Effect of incubation of SOD with proteolytic enzymes.

SOD was incubated in the absence (-) and presence (+) of 1/20 w/w of trypsin, chymotrypsin or papain in 50 mM potassium phosphate buffer, pH 7.8 and 37°C for 1, 2 and 3 h and run on a SDS-PAGE (a). M, molecular weight marker procured from Fermentas, USA; the protein markers were- β-galactosidase (11 6000 Da), bovine serum albumin (66 200 Da), Ovalbumin, 45 000 Da), lactate dehydrogenase (35 000 Da), REase Bsp981 (21 000), β- lactoglobulin (18 400) and lysozyme (14 400 Da)]. Full-length gels are shown in Supplementary Fig. S9a.

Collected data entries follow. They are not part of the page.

//! Decode a SOR file, print its parameters and the detected event ranges.
//!
//! Usage: cargo run --example analyze_trace -- <trace.sor> [max_distance_m] [config.json]
//!
//! The scan type is taken from the file name: `olt1_p3_short_001.sor` is a
//! short scan, anything without a `short` segment is a long scan.

use sor_rs::analysis::{
    AnalysisConfig, DEFAULT_MAX_DISTANCE, DEFAULT_START_DISTANCE, ScanType, analyze_with_config,
};
use sor_rs::{Result, SorFile};
use std::path::Path;

fn scan_type_of(path: &str) -> ScanType {
    let stem = Path::new(path)
        .file_stem()
        .and_then(|s| s.to_str())
        .unwrap_or_default();
    if stem.split('_').any(|tag| ScanType::from_tag(tag) == ScanType::Short) {
        ScanType::Short
    } else {
        ScanType::Long
    }
}

fn main() -> Result<()> {
    let args: Vec<String> = std::env::args().collect();
    let Some(path) = args.get(1) else {
        eprintln!("usage: {} <trace.sor> [max_distance_m] [config.json]", args[0]);
        std::process::exit(2);
    };
    let max_distance = args
        .get(2)
        .and_then(|s| s.parse::<f64>().ok())
        .unwrap_or(DEFAULT_MAX_DISTANCE);
    let config = match args.get(3) {
        Some(config_path) => AnalysisConfig::load_from_file(config_path)?,
        None => AnalysisConfig::default(),
    };

    // 1) Decode every block
    let sor = SorFile::from_file(path)?;
    println!("File            : {}", path);
    println!("Map revision    : {}", sor.map.revision_number);
    for info in &sor.map.block_info {
        println!("  {:<12} rev {:>4}  {:>8} bytes", info.identifier, info.revision_number, info.size);
    }

    if let Some(general) = &sor.general_parameters {
        println!("Cable / fiber   : {} / {}", general.cable_id, general.fiber_id);
        println!("Wavelength      : {} nm", general.nominal_wavelength);
    }
    if let Some(supplier) = &sor.supplier_parameters {
        println!(
            "Instrument      : {} {} (s/n {})",
            supplier.supplier_name, supplier.otdr_mainframe_id, supplier.otdr_mainframe_sn
        );
    }
    if let Some(fixed) = &sor.fixed_parameters {
        println!("Refractive index: {:.5}", fixed.refractive_index());
        println!("Pulse widths    : {:?} ns", fixed.pulse_widths_used);
    }
    if let Some(events) = &sor.key_events {
        println!("Key events      : {}", events.number_of_key_events);
        for event in events.iter() {
            println!(
                "  #{:<3} code {}  loss {:>6}  reflectance {:>8}",
                event.event_number, event.event_code, event.event_loss, event.event_reflectance
            );
        }
    }
    for block in &sor.proprietary_blocks {
        println!("Proprietary     : {} ({} bytes)", block.identifier, block.data.len());
    }
    println!();

    // 2) Run the detector
    let scan_type = scan_type_of(path);
    let report = analyze_with_config(
        &sor,
        DEFAULT_START_DISTANCE,
        max_distance,
        scan_type,
        &config,
    );
    println!("Scan type       : {:?}", scan_type);
    println!("{}", report.diagnostic);
    for range in &report.back_reflections {
        println!("  back reflection {:>9.1} m .. {:>9.1} m", range.start, range.end);
    }
    for range in &report.fiber_issues {
        println!("  fiber issue     {:>9.1} m .. {:>9.1} m", range.start, range.end);
    }

    Ok(())
}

Activity staining of protease treated SODs is shown in panel “b”. Protease treated SODs were run on native rather than SDS containing poly-acrylamide gel. Therefore, the migration pattern of SODs shows some variation between the panels (a) and (b). SOD activity was not detected for C56A and C145A and hence corresponding SOD activity stained gels are not shown. Full-length gels are shown in Supplementary Fig. S9b. Panel (c) depicts the effect of proteolytic enzymes on SOD activity; values are mean ± SE of three separate replicates. WT, wild type; C56A, cysteine at position 56 substituted with alanine; C95A, cysteine at position 95 substituted with alanine; C145A, cysteine at position 145 substituted with alanine.